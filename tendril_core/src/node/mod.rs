// Copyright 2026 the Tendril Authors
// SPDX-License-Identifier: Apache-2.0 OR MIT

//! Node tree data model.
//!
//! A *node* is either an element (a tag plus attributes) or a text leaf. Each
//! node has:
//!
//! - An identity ([`NodeId`]), a generational handle that becomes stale when
//!   the node is destroyed, so use-after-free bugs panic at the API level.
//! - Topology: parent, first-child, and sibling links forming an ordered tree.
//! - **Markers** naming the context kinds the node provides (see
//!   [`context`](crate::context)).
//!
//! Nodes are stored in struct-of-arrays layout with index-based handles.
//!
//! # Structural changes
//!
//! Every child-list mutation is recorded against the node whose children
//! changed and marks the TOPOLOGY dirty channel (see [`dirty`](crate::dirty)).
//! [`NodeTree::take_batch`] drains the records as one [`MutationBatch`].

mod id;
mod mutation;
mod traverse;
mod tree;

pub use id::{INVALID, NodeId};
pub use mutation::{MutationBatch, MutationRecord};
pub use traverse::{Children, Descendants};
pub use tree::{Marker, NodeData, NodeTree};
// Copyright 2026 the Tendril Authors
// SPDX-License-Identifier: Apache-2.0 OR MIT

use std::error::Error;
use std::fmt;

use tendril_core::context::ContextError;
use tendril_core::node::NodeId;

/// Errors produced while compiling a path pattern.
#[derive(Clone, Debug, PartialEq, Eq)]
pub enum PatternError {
    /// A `:name` segment whose name is not an identifier.
    InvalidParam {
        /// The full pattern.
        path: String,
        /// The offending name (possibly empty).
        name: String,
    },
    /// The same parameter name appears twice in one pattern.
    DuplicateParam {
        /// The full pattern.
        path: String,
        /// The repeated name.
        name: String,
    },
    /// The generated expression was rejected by the regex engine.
    Regex(String),
}

impl fmt::Display for PatternError {
    fn fmt(&self, f: &mut fmt::Formatter<'_>) -> fmt::Result {
        match self {
            Self::InvalidParam { path, name } => {
                write!(f, "invalid parameter name {name:?} in pattern {path:?}")
            }
            Self::DuplicateParam { path, name } => {
                write!(f, "parameter {name:?} appears twice in pattern {path:?}")
            }
            Self::Regex(msg) => write!(f, "pattern did not compile: {msg}"),
        }
    }
}

impl Error for PatternError {}

/// Errors produced by routes, links, and the router service.
#[derive(Debug)]
pub enum RouterError {
    /// A route pattern failed to compile.
    Pattern(PatternError),
    /// Registering a route or link provider failed.
    Context(ContextError),
    /// [`Router::install`](crate::Router::install) was never called on this
    /// runtime.
    NotInstalled,
    /// A link was activated outside of any route.
    NoEnclosingRoute(NodeId),
    /// The node is not a link.
    NotALink(NodeId),
    /// A render function failed.
    Render(Box<dyn Error>),
    /// A render function returned a node that has already been destroyed.
    StaleContent(NodeId),
}

impl RouterError {
    /// Wraps an application error raised inside a render function.
    pub fn render(err: impl Error + 'static) -> Self {
        Self::Render(Box::new(err))
    }
}

impl fmt::Display for RouterError {
    fn fmt(&self, f: &mut fmt::Formatter<'_>) -> fmt::Result {
        match self {
            Self::Pattern(err) => write!(f, "{err}"),
            Self::Context(err) => write!(f, "{err}"),
            Self::NotInstalled => f.write_str("router is not installed on this runtime"),
            Self::NoEnclosingRoute(node) => write!(f, "link {node} is not inside a route"),
            Self::NotALink(node) => write!(f, "node {node} is not a link"),
            Self::Render(err) => write!(f, "render failed: {err}"),
            Self::StaleContent(node) => {
                write!(f, "render returned destroyed node {node}; build content fresh")
            }
        }
    }
}

impl Error for RouterError {
    fn source(&self) -> Option<&(dyn Error + 'static)> {
        match self {
            Self::Pattern(err) => Some(err),
            Self::Context(err) => Some(err),
            Self::Render(err) => Some(err.as_ref()),
            Self::NotInstalled
            | Self::NoEnclosingRoute(_)
            | Self::NotALink(_)
            | Self::StaleContent(_) => None,
        }
    }
}

impl From<PatternError> for RouterError {
    fn from(err: PatternError) -> Self {
        Self::Pattern(err)
    }
}

impl From<ContextError> for RouterError {
    fn from(err: ContextError) -> Self {
        Self::Context(err)
    }
}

■ EXERCISE REQUIREMENTS
From the line that has "an ordered tree." through the line that has "use std::fmt;", copy every line exactly as it appears above, and leave out all others.

■ EXERCISE SOLUTION
//! - Topology: parent, first-child, and sibling links forming an ordered tree.
//! - **Markers** naming the context kinds the node provides (see
//!   [`context`](crate::context)).
//!
//! Nodes are stored in struct-of-arrays layout with index-based handles.
//!
//! # Structural changes
//!
//! Every child-list mutation is recorded against the node whose children
//! changed and marks the TOPOLOGY dirty channel (see [`dirty`](crate::dirty)).
//! [`NodeTree::take_batch`] drains the records as one [`MutationBatch`].

mod id;
mod mutation;
mod traverse;
mod tree;

pub use id::{INVALID, NodeId};
pub use mutation::{MutationBatch, MutationRecord};
pub use traverse::{Children, Descendants};
pub use tree::{Marker, NodeData, NodeTree};
// Copyright 2026 the Tendril Authors
// SPDX-License-Identifier: Apache-2.0 OR MIT

use std::error::Error;
use std::fmt;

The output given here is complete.